Transactions which give you cause to make allegations of misfeasance/breach of
duty, misapplication/retention of company money or property, and transactions defrauding creditors
are fairly similar to each other and could collectively be described as comprising "breaches
of commercial morality". More usually, you will be reporting in respect of companies which are
insolvent, so such transactions will come under the heading of "preferences and transactions
at an undervalue". The type of evidence needed in relation to such an allegation is discussed
in more detail in
chapter 4 part II
.
In either event, you need not overly concern yourself at the reporting stage
with defining the allegation by reference to Schedule 1, Part I or II. Rather, you should describe
the transaction and show its adverse effect on the company or its creditors or both.

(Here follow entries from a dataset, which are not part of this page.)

//! # Emitter Groups
//!
//! Operations applied identically across a list of emitters. Listeners
//! registered through a group receive the emitting [`Emitter`] as their first
//! parameter, so one callback can serve the whole group and still tell the
//! sources apart.
//!
//! ```rust
//! use ngevents::group::{group_emit_with, group_on, GroupListener};
//! use ngevents::{Emitter, ManualScheduler, Outcome};
//! use serde_json::json;
//! use std::rc::Rc;
//!
//! let clock = Rc::new(ManualScheduler::new());
//! let sensors = vec![
//!     Emitter::with_scheduler(clock.clone()),
//!     Emitter::with_scheduler(clock.clone()),
//! ];
//!
//! group_on(&sensors, "poll", &GroupListener::new(|_sensor, args| {
//!     println!("polled with {args:?}");
//! }))
//! .unwrap();
//!
//! group_emit_with(&sensors, "poll", vec![json!(1)], None, |outcome| {
//!     assert_eq!(outcome, Outcome::Continue);
//! })
//! .unwrap();
//! ```

use crate::error::EmitterError;
use crate::events::Emission;
use crate::listener::{Listener, ListenerId, Outcome};
use crate::system::{Done, Emitter, WeakEmitter};
use crate::types::{Nice, SYNC};
use serde_json::Value;
use std::cell::{Cell, RefCell};
use std::rc::Rc;
use tracing::trace;

type Gate = Rc<dyn Fn() -> bool>;

#[derive(Clone)]
enum GroupCallback {
    Sync(Rc<dyn Fn(&Emitter, &[Value]) -> Outcome>),
    Async(Rc<dyn Fn(&Emitter, &[Value], Done)>),
}

/// A listener registered on several emitters at once.
///
/// Every registration shares the same id, so [`group_off`] removes them all.
#[derive(Clone)]
pub struct GroupListener {
    id: ListenerId,
    callback: GroupCallback,
    nice: Nice,
    context: Option<String>,
}

impl GroupListener {
    pub fn new<F, R>(f: F) -> Self
    where
        F: Fn(&Emitter, &[Value]) -> R + 'static,
        R: Into<Outcome>,
    {
        Self::wrap(GroupCallback::Sync(Rc::new(move |emitter, args| f(emitter, args).into())))
    }

    pub fn with_done<F>(f: F) -> Self
    where
        F: Fn(&Emitter, &[Value], Done) + 'static,
    {
        Self::wrap(GroupCallback::Async(Rc::new(f)))
    }

    fn wrap(callback: GroupCallback) -> Self {
        Self {
            id: ListenerId::next(),
            callback,
            nice: SYNC,
            context: None,
        }
    }

    pub fn id(mut self, id: impl Into<ListenerId>) -> Self {
        self.id = id.into();
        self
    }

    pub fn nice(mut self, nice: Nice) -> Self {
        self.nice = nice;
        self
    }

    pub fn context(mut self, name: impl Into<String>) -> Self {
        self.context = Some(name.into());
        self
    }

    pub fn listener_id(&self) -> &ListenerId {
        &self.id
    }

    /// Builds the per-emitter listener. A closed `gate` turns the invocation
    /// into a no-op; async listeners are still marked done.
    fn bind(&self, emitter: &Emitter, gate: Option<Gate>) -> Listener {
        let source = emitter.downgrade();
        let listener = match self.callback.clone() {
            GroupCallback::Sync(f) => Listener::new(move |args: &[Value]| {
                match (open(&gate), source.upgrade()) {
                    (true, Some(emitter)) => f(&emitter, args),
                    _ => Outcome::Continue,
                }
            }),
            GroupCallback::Async(f) => Listener::with_done(move |args: &[Value], done: Done| {
                match (open(&gate), source.upgrade()) {
                    (true, Some(emitter)) => f(&emitter, args, done),
                    _ => done.done(),
                }
            }),
        };

        let listener = listener.id(self.id.clone()).nice(self.nice);
        match &self.context {
            Some(context) => listener.context(context.clone()),
            None => listener,
        }
    }
}

fn open(gate: &Option<Gate>) -> bool {
    gate.as_ref().map_or(true, |gate| gate())
}

fn downgrade_all(emitters: &[Emitter]) -> Vec<WeakEmitter> {
    emitters.iter().map(Emitter::downgrade).collect()
}

/// Registers `listener` on every emitter, see [`Emitter::on`].
pub fn group_on(emitters: &[Emitter], name: &str, listener: &GroupListener) -> Result<ListenerId, EmitterError> {
    for emitter in emitters {
        emitter.on(name, listener.bind(emitter, None))?;
    }
    Ok(listener.id.clone())
}

/// Alias of [`group_on`].
pub fn group_add_listener(emitters: &[Emitter], name: &str, listener: &GroupListener) -> Result<ListenerId, EmitterError> {
    group_on(emitters, name, listener)
}

/// Registers `listener` once on every emitter: each emitter triggers it at
/// most once.
pub fn group_once(emitters: &[Emitter], name: &str, listener: &GroupListener) -> Result<ListenerId, EmitterError> {
    for emitter in emitters {
        emitter.once(name, listener.bind(emitter, None))?;
    }
    Ok(listener.id.clone())
}

/// Fires at most once for the whole group, on the first emitter to emit.
///
/// The registrations on the other emitters are removed at that point.
pub fn group_once_first(emitters: &[Emitter], name: &str, listener: &GroupListener) -> Result<ListenerId, EmitterError> {
    let triggered = Rc::new(Cell::new(false));
    let peers = downgrade_all(emitters);
    let (event, id) = (name.to_string(), listener.id.clone());

    let gate: Gate = Rc::new(move || {
        if triggered.replace(true) {
            return false;
        }
        trace!(event = %event, "group once-first triggered");
        for peer in peers.iter().filter_map(WeakEmitter::upgrade) {
            let _ = peer.off(&event, &id);
        }
        true
    });

    for emitter in emitters {
        emitter.once(name, listener.bind(emitter, Some(gate.clone())))?;
    }
    Ok(listener.id.clone())
}

/// Fires once, when the last emitter of the group that had not emitted yet
/// emits. A count-down latch over the group.
pub fn group_once_last(emitters: &[Emitter], name: &str, listener: &GroupListener) -> Result<ListenerId, EmitterError> {
    let remaining = Rc::new(Cell::new(emitters.len()));

    let gate: Gate = Rc::new(move || {
        let left = remaining.get().saturating_sub(1);
        remaining.set(left);
        left == 0
    });

    for emitter in emitters {
        emitter.once(name, listener.bind(emitter, Some(gate.clone())))?;
    }
    Ok(listener.id.clone())
}

/// Removes the listeners matching `id` from every emitter.
pub fn group_off(emitters: &[Emitter], name: &str, id: impl Into<ListenerId>) -> Result<(), EmitterError> {
    let id = id.into();
    for emitter in emitters {
        emitter.off(name, &id)?;
    }
    Ok(())
}

/// Alias of [`group_off`].
pub fn group_remove_listener(emitters: &[Emitter], name: &str, id: impl Into<ListenerId>) -> Result<(), EmitterError> {
    group_off(emitters, name, id)
}

pub fn group_remove_all_listeners(emitters: &[Emitter], name: Option<&str>) -> Result<(), EmitterError> {
    for emitter in emitters {
        emitter.remove_all_listeners(name)?;
    }
    Ok(())
}

pub fn group_define_states<S: AsRef<str>>(emitters: &[Emitter], names: &[S]) -> Result<(), EmitterError> {
    for emitter in emitters {
        emitter.define_states(names)?;
    }
    Ok(())
}

/// Emits on every emitter of the group.
pub fn group_emit(emitters: &[Emitter], name: &str, args: Vec<Value>) -> Result<(), EmitterError> {
    for emitter in emitters {
        emitter.emit(name, args.clone())?;
    }
    Ok(())
}

/// Emits on every emitter of the group and reports once for all of them.
///
/// `callback` fires exactly once: with the interruption as soon as any
/// emitter's event is interrupted, otherwise when every emission has
/// completed. An empty group completes immediately, and an emission
/// suppressed by an unchanged state counts as completed.
pub fn group_emit_with<F>(
    emitters: &[Emitter],
    name: &str,
    args: Vec<Value>,
    nice: Option<Nice>,
    callback: F,
) -> Result<(), EmitterError>
where
    F: FnOnce(Outcome) + 'static,
{
    let callback: Box<dyn FnOnce(Outcome)> = Box::new(callback);
    let pending = Rc::new(RefCell::new(Some(callback)));
    let remaining = Rc::new(Cell::new(emitters.len()));

    let settle: Rc<dyn Fn(Outcome)> = Rc::new(move |outcome: Outcome| {
        let fire = match outcome {
            Outcome::Interrupt(_) => true,
            Outcome::Continue => {
                let left = remaining.get().saturating_sub(1);
                remaining.set(left);
                left == 0
            }
        };
        if !fire {
            return;
        }
        let callback = pending.borrow_mut().take();
        if let Some(callback) = callback {
            callback(outcome);
        }
    });

    if emitters.is_empty() {
        settle(Outcome::Continue);
        return Ok(());
    }

    for emitter in emitters {
        let on_complete = settle.clone();
        let mut emission = Emission::new(name)
            .args(args.clone())
            .on_complete(move |outcome, _| on_complete(outcome));
        if let Some(nice) = nice {
            emission = emission.nice(nice);
        }
        if emitter.dispatch(emission)?.is_none() {
            settle(Outcome::Continue);
        }
    }
    Ok(())
}

#[cfg(test)]
mod tests {
    use super::*;
    use crate::scheduler::{ManualScheduler, Scheduler};
    use serde_json::json;
    use std::time::Duration;

    fn group(n: usize) -> (Vec<Emitter>, Rc<ManualScheduler>) {
        let clock = Rc::new(ManualScheduler::new());
        let emitters = (0..n).map(|_| Emitter::with_scheduler(clock.clone())).collect();
        (emitters, clock)
    }

    fn index_of(emitters: &[Emitter], emitter: &Emitter) -> usize {
        emitters
            .iter()
            .position(|candidate| candidate.same_storage(emitter))
            .unwrap_or(usize::MAX)
    }

    #[test]
    fn test_group_on_binds_the_source_emitter() {
        let (emitters, _) = group(3);
        let seen = Rc::new(RefCell::new(Vec::new()));
        let (sink, all) = (seen.clone(), emitters.clone());
        group_on(
            &emitters,
            "ping",
            &GroupListener::new(move |emitter, args| sink.borrow_mut().push((index_of(&all, emitter), args.to_vec()))),
        )
        .unwrap();

        emitters[2].emit("ping", vec![json!("x")]).unwrap();
        emitters[0].emit("ping", vec![]).unwrap();

        assert_eq!(*seen.borrow(), vec![(2, vec![json!("x")]), (0, vec![])]);
    }

    #[test]
    fn test_group_off_removes_everywhere() {
        let (emitters, _) = group(2);
        let id = group_on(&emitters, "a", &GroupListener::new(|_, _| {}).id("shared")).unwrap();
        assert_eq!(id, ListenerId::from("shared"));

        group_off(&emitters, "a", "shared").unwrap();
        assert!(emitters.iter().all(|emitter| emitter.listener_count("a") == 0));

        group_on(&emitters, "b", &GroupListener::new(|_, _| {})).unwrap();
        group_remove_all_listeners(&emitters, Some("b")).unwrap();
        assert!(emitters.iter().all(|emitter| emitter.listener_count("b") == 0));
    }

    #[test]
    fn test_group_once_fires_once_per_emitter() {
        let (emitters, _) = group(2);
        let hits = Rc::new(Cell::new(0));
        let h = hits.clone();
        group_once(&emitters, "e", &GroupListener::new(move |_, _| h.set(h.get() + 1))).unwrap();

        for _ in 0..2 {
            for emitter in &emitters {
                emitter.emit("e", vec![]).unwrap();
            }
        }
        assert_eq!(hits.get(), 2);
    }

    #[test]
    fn test_group_once_first_fires_on_first_emitter_only() {
        let (emitters, _) = group(3);
        let seen = Rc::new(RefCell::new(Vec::new()));
        let (sink, all) = (seen.clone(), emitters.clone());
        group_once_first(
            &emitters,
            "ready",
            &GroupListener::new(move |emitter, _| sink.borrow_mut().push(index_of(&all, emitter))),
        )
        .unwrap();

        emitters[1].emit("ready", vec![]).unwrap();
        emitters[0].emit("ready", vec![]).unwrap();
        emitters[2].emit("ready", vec![]).unwrap();

        assert_eq!(*seen.borrow(), vec![1]);
        assert!(emitters.iter().all(|emitter| emitter.listener_count("ready") == 0));
    }

    #[test]
    fn test_group_once_last_waits_for_every_emitter() {
        let (emitters, _) = group(3);
        let seen = Rc::new(RefCell::new(Vec::new()));
        let (sink, all) = (seen.clone(), emitters.clone());
        group_once_last(
            &emitters,
            "done",
            &GroupListener::new(move |emitter, _| sink.borrow_mut().push(index_of(&all, emitter))),
        )
        .unwrap();

        emitters[2].emit("done", vec![]).unwrap();
        emitters[2].emit("done", vec![]).unwrap();
        emitters[0].emit("done", vec![]).unwrap();
        assert!(seen.borrow().is_empty());

        emitters[1].emit("done", vec![]).unwrap();
        assert_eq!(*seen.borrow(), vec![1]);
    }

    #[test]
    fn test_group_emit_reports_first_interruption() {
        let (emitters, clock) = group(3);
        for emitter in &emitters {
            emitter.set_interruptible(true);
        }
        emitters[1]
            .on("ask", Listener::new(|_| Outcome::Interrupt(json!("veto"))))
            .unwrap();
        let slow = clock.clone();
        emitters[2]
            .on(
                "ask",
                Listener::with_done(move |_, done| slow.delay(Duration::from_millis(100), Box::new(move || done.done()))),
            )
            .unwrap();

        let calls = Rc::new(RefCell::new(Vec::new()));
        let sink = calls.clone();
        group_emit_with(&emitters, "ask", vec![], None, move |outcome| sink.borrow_mut().push(outcome)).unwrap();
        clock.run_all();

        assert_eq!(*calls.borrow(), vec![Outcome::Interrupt(json!("veto"))]);
    }

    #[test]
    fn test_group_emit_with_nice_and_empty_group() {
        let (emitters, clock) = group(2);
        let hits = Rc::new(Cell::new(0));
        let h = hits.clone();
        group_on(&emitters, "tick", &GroupListener::new(move |_, _| h.set(h.get() + 1))).unwrap();

        let fired = Rc::new(Cell::new(0));
        let f = fired.clone();
        group_emit_with(&emitters, "tick", vec![], Some(25), move |_| f.set(f.get() + 1)).unwrap();
        assert_eq!(hits.get(), 0);
        clock.advance(Duration::from_millis(25));
        assert_eq!(hits.get(), 2);
        assert_eq!(fired.get(), 1);

        let f = fired.clone();
        group_emit_with(&[], "tick", vec![], None, move |_| f.set(f.get() + 1)).unwrap();
        assert_eq!(fired.get(), 2);
    }

    #[test]
    fn test_group_define_states_and_plain_emit() {
        let (emitters, _) = group(2);
        group_define_states(&emitters, &["on", "off"]).unwrap();
        group_emit(&emitters, "on", vec![json!(1)]).unwrap();
        assert!(emitters.iter().all(|emitter| emitter.has_state("on")));

        // unchanged states still count as completed
        let fired = Rc::new(Cell::new(false));
        let f = fired.clone();
        group_emit_with(&emitters, "on", vec![json!(1)], None, move |_| f.set(true)).unwrap();
        assert!(fired.get());
    }
}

Failure to comply with the Companies Acts 1985 and 1989
Accounting records
Please confirm that you have formally required the delivery of all accounting records to you
and state whether you believe you have all records which were kept. If not, please state why others
may still be holding the company's records and what steps you have taken to obtain the remaining
records. If the accounting records are not produced or are inadequate, and the deficiency cannot
properly be explained (except by a balancing trading losses Figure), you should always ask the
directors for explanations. For example:
-
Did the company keep accounting records regularly recording its transactions,
dealings, assets and liabilities (section 221 CA 1985)?
-
If no accounting records were kept, what was the director's responsibility for
the default? What explanation has the director given? Was any accountant or bookkeeper employed?
If records were kept:
-
were any accounts produced and, if so, were qualifications made in
auditors or accountants reports regarding the adequacy of the records?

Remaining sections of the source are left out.